» **INSTRUCTIONS TO FOLLOW**
What lines in the data hold the string "output"? Show them.

» **MATERIAL FOR THIS EXERCISE**

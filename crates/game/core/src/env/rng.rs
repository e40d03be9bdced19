//! Seedable random source for combat rolls.
//!
//! Every stochastic decision in a fire tick (face roll, crit roll, multicast
//! chain) draws from a [`DiceRng`]. Hosts inject the implementation, which
//! keeps simulations replayable and lets tests script exact outcomes.

/// Random source consumed by the fire resolution pipeline.
pub trait DiceRng: Send {
    /// Generate the next raw 32-bit value.
    fn next_u32(&mut self) -> u32;

    /// Uniform float in `[0, 1)`.
    ///
    /// Uses the top 24 bits so every value is exactly representable.
    fn next_f32(&mut self) -> f32 {
        (self.next_u32() >> 8) as f32 / (1u32 << 24) as f32
    }

    /// Roll a die with N sides (1-N inclusive), every face equally likely.
    ///
    /// Raw values below `2^32 mod sides` are redrawn so the modulo is unbiased.
    fn roll_die(&mut self, sides: u32) -> u32 {
        if sides <= 1 {
            return 1;
        }
        let threshold = sides.wrapping_neg() % sides;
        loop {
            let raw = self.next_u32();
            if raw >= threshold {
                return raw % sides + 1;
            }
        }
    }
}

/// PCG random number generator (Permuted Congruential Generator).
///
/// PCG-XSH-RR: 64-bit LCG state, 32-bit permuted output. Same seed, same
/// sequence.
///
/// # References
///
/// - PCG paper: <https://www.pcg-random.org/>
#[derive(Clone, Copy, Debug)]
pub struct PcgRng {
    state: u64,
}

impl PcgRng {
    /// PCG multiplier constant.
    const MULTIPLIER: u64 = 6364136223846793005;

    /// PCG increment constant.
    const INCREMENT: u64 = 1442695040888963407;

    pub fn seeded(seed: u64) -> Self {
        // One warm-up step so that nearby seeds diverge immediately.
        let mut rng = Self {
            state: seed.wrapping_add(Self::INCREMENT),
        };
        rng.step();
        rng
    }

    /// Advance the LCG state: `state' = state × multiplier + increment (mod 2^64)`.
    #[inline]
    fn step(&mut self) {
        self.state = self
            .state
            .wrapping_mul(Self::MULTIPLIER)
            .wrapping_add(Self::INCREMENT);
    }

    /// XSH-RR output permutation.
    #[inline]
    fn output(state: u64) -> u32 {
        let xorshifted = (((state >> 18) ^ state) >> 27) as u32;
        let rot = (state >> 59) as u32;
        xorshifted.rotate_right(rot)
    }
}

impl Default for PcgRng {
    fn default() -> Self {
        Self::seeded(0)
    }
}

impl DiceRng for PcgRng {
    fn next_u32(&mut self) -> u32 {
        let old = self.state;
        self.step();
        Self::output(old)
    }
}
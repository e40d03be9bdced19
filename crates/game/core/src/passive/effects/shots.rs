use crate::passive::{PassiveContext, PassiveEffect, Shot};

/// Rolling the highest face multiplies that cast.
#[derive(Clone, Debug)]
pub struct Gambler {
    max_roll_multiplier: f32,
}

impl Gambler {
    pub fn new(max_roll_multiplier: f32) -> Self {
        Self {
            max_roll_multiplier,
        }
    }
}

impl PassiveEffect for Gambler {
    fn name(&self) -> &'static str {
        "gambler"
    }

    fn on_dice_fire(&mut self, _ctx: &mut PassiveContext<'_>, shot: &mut Shot) {
        if shot.is_max_roll() {
            shot.scale(self.max_roll_multiplier);
        }
    }
}

/// Every `every`-th own cast of a combat is multiplied.
#[derive(Clone, Debug)]
pub struct Overcharge {
    every: u32,
    multiplier: f32,
    casts: u32,
}

impl Overcharge {
    pub fn new(every: u32, multiplier: f32) -> Self {
        Self {
            every: every.max(1),
            multiplier,
            casts: 0,
        }
    }
}

impl PassiveEffect for Overcharge {
    fn name(&self) -> &'static str {
        "overcharge"
    }

    fn on_combat_start(&mut self, _ctx: &mut PassiveContext<'_>) {
        self.casts = 0;
    }

    fn on_dice_fire(&mut self, _ctx: &mut PassiveContext<'_>, shot: &mut Shot) {
        self.casts += 1;
        if self.casts % self.every == 0 {
            shot.scale(self.multiplier);
        }
    }
}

» **SOLUTION**
/// PCG-XSH-RR: 64-bit LCG state, 32-bit permuted output. Same seed, same
    /// XSH-RR output permutation.
    fn output(state: u64) -> u32 {
        Self::output(old)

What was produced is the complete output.